# Dataset records
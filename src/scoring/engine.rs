use super::config::RulesConfig;
use super::rules::{default_rules, ScoringRule};
use crate::error::ScoringError;
use crate::listing::{Listing, TOTAL_SCORE_KEY};
use tracing::debug;

#[derive(Debug, Clone, PartialEq, Eq)]
pub struct RuleContribution {
    pub rule: &'static str, // e.g. "seller_score", "price_score"
    pub score: u32,         // Recorded score, 0 if the rule has not run
    pub max_score: u32,
}

/// A listing in ranked order
#[derive(Debug, Clone)]
pub struct RankedListing<'a> {
    pub position: usize, // 1-based position in the input collection
    pub total: u32,
    pub listing: &'a Listing,
}

/// Runs every registered rule over a collection of listings and records each
/// listing's total.
pub struct ScoringEngine {
    rules: Vec<Box<dyn ScoringRule>>,
}

impl ScoringEngine {
    /// Engine with the seven built-in rules, in their fixed order
    pub fn new(config: &RulesConfig) -> Self {
        Self::with_rules(default_rules(config))
    }

    pub fn with_rules(rules: Vec<Box<dyn ScoringRule>>) -> Self {
        Self { rules }
    }

    pub fn rules(&self) -> &[Box<dyn ScoringRule>] {
        &self.rules
    }

    pub fn rule_names(&self) -> Vec<&'static str> {
        self.rules.iter().map(|rule| rule.name()).collect()
    }

    /// Highest total any listing can reach, widened so it cannot wrap
    pub fn max_total(&self) -> u64 {
        self.rules.iter().map(|rule| u64::from(rule.max_score())).sum()
    }

    /// Score every listing in place.
    ///
    /// Each rule visits every listing in registration order, then every
    /// listing's `total_score` is recomputed from the registered rules' scores.
    /// Running it again yields the same totals.
    ///
    /// # Errors
    ///
    /// Fails if a registered rule left no score on some listing, or the sum
    /// does not fit in a `u32`. Per-rule scores are already refreshed by then,
    /// but no listing's `total_score` is touched: totals are written only once
    /// every listing has aggregated.
    pub fn score(&self, listings: &mut [Listing]) -> Result<(), ScoringError> {
        debug!(
            listings = listings.len(),
            rules = self.rules.len(),
            "scoring listings"
        );

        self.evaluate_rules(listings);

        let totals = listings
            .iter()
            .enumerate()
            .map(|(index, listing)| self.aggregate(index, listing))
            .collect::<Result<Vec<u32>, ScoringError>>()?;

        for (listing, total) in listings.iter_mut().zip(totals) {
            listing.record_score(TOTAL_SCORE_KEY, total);
        }

        Ok(())
    }

    #[cfg(not(feature = "parallel"))]
    fn evaluate_rules(&self, listings: &mut [Listing]) {
        for rule in &self.rules {
            rule.calculate(listings);
            debug!(rule = rule.name(), "rule applied");
        }
    }

    /// Each listing is owned by one worker, which applies every rule to it.
    #[cfg(feature = "parallel")]
    fn evaluate_rules(&self, listings: &mut [Listing]) {
        use rayon::prelude::*;

        listings.par_iter_mut().for_each(|listing| {
            for rule in &self.rules {
                rule.calculate(std::slice::from_mut(listing));
            }
        });
        debug!(rules = ?self.rule_names(), "rules applied in parallel");
    }

    fn aggregate(&self, index: usize, listing: &Listing) -> Result<u32, ScoringError> {
        let mut total: u32 = 0;
        for rule in &self.rules {
            let score = listing
                .score(rule.name())
                .ok_or_else(|| ScoringError::MissingRuleScore {
                    rule: rule.name().to_string(),
                    index: index + 1,
                    listing: listing.to_string(),
                })?;
            total = total
                .checked_add(score)
                .ok_or_else(|| ScoringError::TotalOverflow {
                    index: index + 1,
                    listing: listing.to_string(),
                })?;
        }

        debug!(listing = %listing, total, "aggregated");
        Ok(total)
    }

    /// Per-rule scores recorded on `listing`, in registration order
    pub fn breakdown(&self, listing: &Listing) -> Vec<RuleContribution> {
        self.rules
            .iter()
            .map(|rule| RuleContribution {
                rule: rule.name(),
                score: listing.score(rule.name()).unwrap_or(0),
                max_score: rule.max_score(),
            })
            .collect()
    }
}

/// Order scored listings by total, highest first.
///
/// Ties keep input order. Listings without a total rank as 0.
pub fn rank(listings: &[Listing]) -> Vec<RankedListing<'_>> {
    let mut ranked: Vec<RankedListing> = listings
        .iter()
        .enumerate()
        .map(|(idx, listing)| RankedListing {
            position: idx + 1,
            total: listing.total_score().unwrap_or(0),
            listing,
        })
        .collect();

    // Stable sort keeps input order among equal totals
    ranked.sort_by(|a, b| b.total.cmp(&a.total));
    ranked
}
use anyhow::{bail, Result};
use serde::{Deserialize, Serialize};

#[derive(Debug, Clone, PartialEq)]
pub enum RangeOp {
    LessThan(f64),
    LessEqual(f64),
    GreaterThan(f64),
    GreaterEqual(f64),
    Equal(f64),
    Between(f64, f64), // Inclusive range: N-M
}

impl RangeOp {
    pub fn parse(s: &str) -> Result<Self> {
        let s = s.trim();
        let op = if let Some(val) = s.strip_prefix(">=") {
            RangeOp::GreaterEqual(val.trim().parse()?)
        } else if let Some(val) = s.strip_prefix("<=") {
            RangeOp::LessEqual(val.trim().parse()?)
        } else if let Some(val) = s.strip_prefix(">") {
            RangeOp::GreaterThan(val.trim().parse()?)
        } else if let Some(val) = s.strip_prefix("<") {
            RangeOp::LessThan(val.trim().parse()?)
        } else if s.contains('-') && !s.starts_with('-') {
            // Range format: "10-20"
            let parts: Vec<&str> = s.split('-').collect();
            if parts.len() != 2 {
                bail!("Invalid range format: {}", s)
            }
            let low: f64 = parts[0].trim().parse()?;
            let high: f64 = parts[1].trim().parse()?;
            if low > high {
                bail!("Range bounds out of order: {}", s)
            }
            RangeOp::Between(low, high)
        } else {
            RangeOp::Equal(s.parse()?)
        };

        if !op.bounds_finite() {
            bail!("Range bounds must be finite: {}", s)
        }
        Ok(op)
    }

    /// NaN never matches any range.
    pub fn matches(&self, value: f64) -> bool {
        match self {
            RangeOp::LessThan(n) => value < *n,
            RangeOp::LessEqual(n) => value <= *n,
            RangeOp::GreaterThan(n) => value > *n,
            RangeOp::GreaterEqual(n) => value >= *n,
            RangeOp::Equal(n) => value == *n,
            RangeOp::Between(low, high) => value >= *low && value <= *high,
        }
    }

    fn bounds_finite(&self) -> bool {
        match self {
            RangeOp::LessThan(n)
            | RangeOp::LessEqual(n)
            | RangeOp::GreaterThan(n)
            | RangeOp::GreaterEqual(n)
            | RangeOp::Equal(n) => n.is_finite(),
            RangeOp::Between(low, high) => low.is_finite() && high.is_finite(),
        }
    }
}

/// Price band.
///
/// Maps a price range to the score awarded when a listing's price falls in it.
/// Range format: "<N", "<=N", ">N", ">=N", "N", "N-M" (inclusive range)
#[derive(Debug, Clone, Deserialize, Serialize, PartialEq)]
#[serde(deny_unknown_fields)]
pub struct PriceBand {
    /// Range expression (e.g., "1-10", ">=100")
    pub range: String,

    /// Score awarded on match
    pub score: u32,
}

impl PriceBand {
    pub fn new(range: &str, score: u32) -> Self {
        Self {
            range: range.to_string(),
            score,
        }
    }
}

/// A price band with its range already parsed
#[derive(Debug, Clone, PartialEq)]
pub struct CompiledBand {
    pub range: RangeOp,
    pub score: u32,
}

/// Parse every band, skipping ones whose range does not parse.
///
/// Invalid bands are reported by validation at startup, so by the time the
/// engine runs they have already been rejected.
pub fn compile_bands(bands: &[PriceBand]) -> Vec<CompiledBand> {
    bands
        .iter()
        .filter_map(|band| {
            RangeOp::parse(&band.range).ok().map(|range| CompiledBand {
                range,
                score: band.score,
            })
        })
        .collect()
}

/// Score of the first band matching `value`, or 0 when none matches.
pub fn first_match(bands: &[CompiledBand], value: f64) -> u32 {
    bands
        .iter()
        .find(|band| band.range.matches(value))
        .map(|band| band.score)
        .unwrap_or(0)
}

#[cfg(test)]
mod tests {
    use super::*;

    #[test]
    fn test_parse_range_less_than() {
        let range = RangeOp::parse("<100").unwrap();
        assert!(range.matches(50.0));
        assert!(!range.matches(100.0));
        assert!(!range.matches(150.0));
    }

    #[test]
    fn test_parse_range_less_equal() {
        let range = RangeOp::parse("<=100").unwrap();
        assert!(range.matches(100.0));
        assert!(!range.matches(100.01));
    }

    #[test]
    fn test_parse_range_greater_than() {
        let range = RangeOp::parse(">100").unwrap();
        assert!(!range.matches(100.0));
        assert!(range.matches(100.5));
    }

    #[test]
    fn test_parse_range_greater_equal() {
        let range = RangeOp::parse(">= 50").unwrap();
        assert!(!range.matches(49.99));
        assert!(range.matches(50.0));
    }

    #[test]
    fn test_parse_range_equal() {
        let range = RangeOp::parse("0").unwrap();
        assert!(range.matches(0.0));
        assert!(!range.matches(0.5));
    }

    #[test]
    fn test_parse_range_between_decimal() {
        let range = RangeOp::parse("1.5 - 9.99").unwrap();
        assert_eq!(range, RangeOp::Between(1.5, 9.99));
        assert!(range.matches(1.5));
        assert!(range.matches(9.99));
        assert!(!range.matches(10.0));
    }

    #[test]
    fn test_parse_range_rejects_garbage() {
        assert!(RangeOp::parse("cheap").is_err());
        assert!(RangeOp::parse("1-2-3").is_err());
        assert!(RangeOp::parse("20-10").is_err());
        assert!(RangeOp::parse("<inf").is_err());
    }

    #[test]
    fn test_nan_never_matches() {
        assert!(!RangeOp::parse("<100").unwrap().matches(f64::NAN));
        assert!(!RangeOp::parse("0-100").unwrap().matches(f64::NAN));
    }

    #[test]
    fn test_first_match_wins_on_shared_boundary() {
        let bands = compile_bands(&[PriceBand::new("1-10", 2), PriceBand::new("10-20", 4)]);
        assert_eq!(first_match(&bands, 10.0), 2);
        assert_eq!(first_match(&bands, 10.01), 4);
        assert_eq!(first_match(&bands, 0.5), 0);
    }

    #[test]
    fn test_compile_skips_invalid_bands() {
        let bands = compile_bands(&[PriceBand::new("bad", 2), PriceBand::new(">=0", 4)]);
        assert_eq!(bands.len(), 1);
        assert_eq!(first_match(&bands, 3.0), 4);
    }
}
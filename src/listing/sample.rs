use super::types::Listing;

const SAMPLE_IMAGES: [&str; 2] = ["./images/pic-1.jpeg", "./images/pic-2.jpeg"];

/// Built-in catalog used when no input file is given
pub fn sample_catalog() -> Vec<Listing> {
    vec![
        Listing::new("Shoes", "Nike", 39.95, 4.73)
            .with_buyers(["John", "Sam"])
            .with_images(SAMPLE_IMAGES)
            .with_tags(["shoes", "nike", "durable", "comfy"])
            .with_reviews(16),
        Listing::new("T-Shirt", "Levi's", 42.95, 4.73)
            .with_buyers(["Adam", "Sam"])
            .with_images(SAMPLE_IMAGES)
            .with_tags(["shirts", "levis", "durable", "comfy"])
            .with_reviews(54),
        Listing::new("Black pants", "New seller", 12.24, 2.25)
            .with_buyers(["Jane", "Tom"])
            .with_images(SAMPLE_IMAGES)
            .with_tags(["clothes", "pants", "durable", "comfy", "black"])
            .with_reviews(21),
        Listing::new("Blue Jacket", "New seller", 16.75, 3.98)
            .with_buyers(["Adam", "Isabelle"])
            .with_images(SAMPLE_IMAGES)
            .with_tags(["jackets", "warm", "durable", "comfy"])
            .with_reviews(6),
    ]
}

#[cfg(test)]
mod tests {
    use super::*;

    #[test]
    fn test_sample_catalog_is_well_formed() {
        let catalog = sample_catalog();
        assert_eq!(catalog.len(), 4);
        assert!(catalog.iter().all(|l| l.validate().is_empty()));
        assert!(catalog.iter().all(|l| l.scores().is_empty()));
    }
}
use super::bands::RangeOp;
use super::config::RulesConfig;
use super::rules::BUILTIN_RULE_COUNT;
use crate::listing::MAX_RATING;

/// Validate rule configuration at startup.
/// Returns all validation errors at once (not just the first).
pub fn validate_rules(config: &RulesConfig) -> Result<(), Vec<String>> {
    let mut errors = Vec::new();
    let max_score = config.max_score();

    if max_score == 0 {
        errors.push("rules.max_score: must be greater than zero".to_string());
    }

    // Every rule may award max_score, and the total must still fit
    if max_score.checked_mul(BUILTIN_RULE_COUNT).is_none() {
        errors.push(format!(
            "rules.max_score: {} is too large, totals of {} rules would overflow (max {})",
            max_score,
            BUILTIN_RULE_COUNT,
            u32::MAX / BUILTIN_RULE_COUNT
        ));
    }

    if let Some(min_rating) = config.min_rating {
        if !min_rating.is_finite() || !(0.0..=MAX_RATING).contains(&min_rating) {
            errors.push(format!(
                "rules.min_rating: {} is outside 0.0-{:.1}",
                min_rating, MAX_RATING
            ));
        }
    }

    // Defaults are checked too: a lowered max_score can undercut them
    let bands = config.price_bands();
    if bands.is_empty() {
        errors.push("rules.price_bands: at least one band is required".to_string());
    }

    for (i, band) in bands.iter().enumerate() {
        if let Err(e) = RangeOp::parse(&band.range) {
            errors.push(format!(
                "rules.price_bands[{}].range: invalid '{}' - {}",
                i, band.range, e
            ));
        }
        if band.score > max_score {
            errors.push(format!(
                "rules.price_bands[{}].score: {} exceeds max_score {}",
                i, band.score, max_score
            ));
        }
    }

    if errors.is_empty() {
        Ok(())
    } else {
        Err(errors)
    }
}
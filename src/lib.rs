//! Rank marketplace listings by summing independent scoring rules.
//!
//! Listings come from a file or the built-in sample catalog, every registered
//! [`scoring::ScoringRule`] records one score per listing, and the
//! [`scoring::ScoringEngine`] adds a `total_score` to each.

pub mod config;
pub mod error;
pub mod listing;
pub mod output;
pub mod scoring;

pub use error::ScoringError;
pub use listing::Listing;
pub use scoring::{ScoringEngine, ScoringRule};
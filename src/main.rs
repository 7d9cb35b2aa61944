use clap::{Parser, Subcommand, ValueEnum};
use std::path::PathBuf;
use std::time::Instant;
use tracing::{debug, info};
use tracing_subscriber::EnvFilter;

use listing_rank::listing::{load_listings, sample_catalog, Listing};
use listing_rank::scoring::{rank, validate_rules, ScoringEngine};

const EXIT_SUCCESS: i32 = 0;
const EXIT_INPUT: i32 = 1;
const EXIT_CONFIG: i32 = 4;
const EXIT_SCORING: i32 = 5;
const EXIT_OUTPUT: i32 = 6;

#[derive(ValueEnum, Clone, Copy, Debug)]
enum OutputFormat {
    Table,
    Tsv,
    Json,
}

#[derive(Subcommand, Debug)]
enum Commands {
    /// Print each listing's total score, one per line, in input order (default)
    Totals,
    /// List listings sorted by total score, highest first
    Rank {
        /// Output format
        #[arg(short, long, value_enum, default_value_t = OutputFormat::Table)]
        format: OutputFormat,
    },
    /// Show the per-rule breakdown of one listing
    Explain {
        /// Index of the listing (1-based, in input order)
        index: usize,
    },
    /// Write the default config file
    Init {
        /// Overwrite an existing config file
        #[arg(long)]
        force: bool,
    },
}

#[derive(Parser, Debug)]
#[command(name = "listing-rank")]
#[command(about = "Marketplace listing ranking CLI", long_about = None)]
#[command(version)]
struct Cli {
    /// Enable verbose logging
    #[arg(short, long, global = true)]
    verbose: bool,

    /// Path to config file (defaults to ~/.config/listing-rank/config.yaml)
    #[arg(short, long, global = true)]
    config: Option<String>,

    /// Listings file, JSON or YAML (defaults to the built-in sample catalog)
    #[arg(short, long, global = true)]
    input: Option<String>,

    #[command(subcommand)]
    command: Option<Commands>,
}

fn init_logging(verbose: bool) {
    let default_level = if verbose { "debug" } else { "warn" };
    let filter =
        EnvFilter::try_from_default_env().unwrap_or_else(|_| EnvFilter::new(default_level));
    tracing_subscriber::fmt()
        .with_env_filter(filter)
        .with_writer(std::io::stderr)
        .with_target(false)
        .init();
}

fn main() {
    let cli = Cli::parse();
    init_logging(cli.verbose);

    let command = cli.command.unwrap_or(Commands::Totals);
    let start_time = Instant::now();
    let config_path = cli.config.map(PathBuf::from);

    // Init only writes the config; nothing to score
    if let Commands::Init { force } = command {
        let path = match config_path {
            Some(p) => Ok(p),
            None => listing_rank::config::get_config_path(),
        };
        let path = match path {
            Ok(p) => p,
            Err(e) => {
                eprintln!("Config error: {}", e);
                std::process::exit(EXIT_CONFIG);
            }
        };
        if let Err(e) = listing_rank::config::write_default_config(&path, force) {
            eprintln!("Config error: {:#}", e);
            std::process::exit(EXIT_CONFIG);
        }
        println!("Config written to {}", path.display());
        std::process::exit(EXIT_SUCCESS);
    }

    let config = match listing_rank::config::load_config(config_path) {
        Ok(c) => c,
        Err(e) => {
            eprintln!("Config error: {:#}", e);
            std::process::exit(EXIT_CONFIG);
        }
    };

    // Validate rule config at startup
    let rules_config = config.effective_rules();
    if let Err(errors) = validate_rules(&rules_config) {
        eprintln!("Rule config errors:");
        for error in errors {
            eprintln!("  - {}", error);
        }
        std::process::exit(EXIT_CONFIG);
    }

    let mut listings: Vec<Listing> = match cli.input.map(PathBuf::from) {
        Some(path) => match load_listings(&path) {
            Ok(l) => l,
            Err(e) => {
                eprintln!("Input error: {:#}", e);
                std::process::exit(EXIT_INPUT);
            }
        },
        None => {
            debug!("no input file, using sample catalog");
            sample_catalog()
        }
    };

    let engine = ScoringEngine::new(&rules_config);
    debug!(rules = ?engine.rule_names(), "registered rules");

    if let Err(e) = engine.score(&mut listings) {
        eprintln!("Scoring error: {}", e);
        std::process::exit(EXIT_SCORING);
    }

    info!(
        listings = listings.len(),
        elapsed = ?start_time.elapsed(),
        "scored listings"
    );

    match command {
        Commands::Totals => {
            if !listings.is_empty() {
                println!("{}", listing_rank::output::format_totals(&listings));
            }
        }
        Commands::Rank { format } => {
            let ranked = rank(&listings);
            match format {
                OutputFormat::Table => {
                    let use_colors = listing_rank::output::should_use_colors();
                    println!(
                        "{}",
                        listing_rank::output::format_ranked_table(&ranked, use_colors)
                    );
                }
                OutputFormat::Tsv => {
                    if !ranked.is_empty() {
                        println!("{}", listing_rank::output::format_tsv(&ranked));
                    }
                }
                OutputFormat::Json => {
                    // Same order as the table
                    let ordered: Vec<Listing> =
                        ranked.iter().map(|entry| entry.listing.clone()).collect();
                    match listing_rank::output::format_json(&ordered) {
                        Ok(json) => println!("{}", json),
                        Err(e) => {
                            eprintln!("Output error: {}", e);
                            std::process::exit(EXIT_OUTPUT);
                        }
                    }
                }
            }
        }
        Commands::Explain { index } => {
            // Validate index bounds (1-based)
            if index < 1 || index > listings.len() {
                eprintln!(
                    "Invalid index {}. Must be between 1 and {}.",
                    index,
                    listings.len()
                );
                std::process::exit(EXIT_INPUT);
            }

            let listing = &listings[index - 1];
            let use_colors = listing_rank::output::should_use_colors();
            println!(
                "{}",
                listing_rank::output::format_breakdown(
                    listing,
                    &engine.breakdown(listing),
                    use_colors
                )
            );
        }
        Commands::Init { .. } => {} // Handled before scoring
    }

    std::process::exit(EXIT_SUCCESS);
}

# Your objective
Stop after the line containing "pub struct RuleContribution": print exactly the lines from the start of the entries above up to it, that line included.

# The answer
filename src/scoring/engine.rs
use super::config::RulesConfig;
use super::rules::{default_rules, ScoringRule};
use crate::error::ScoringError;
use crate::listing::{Listing, TOTAL_SCORE_KEY};
use tracing::debug;

#[derive(Debug, Clone, PartialEq, Eq)]
pub struct RuleContribution {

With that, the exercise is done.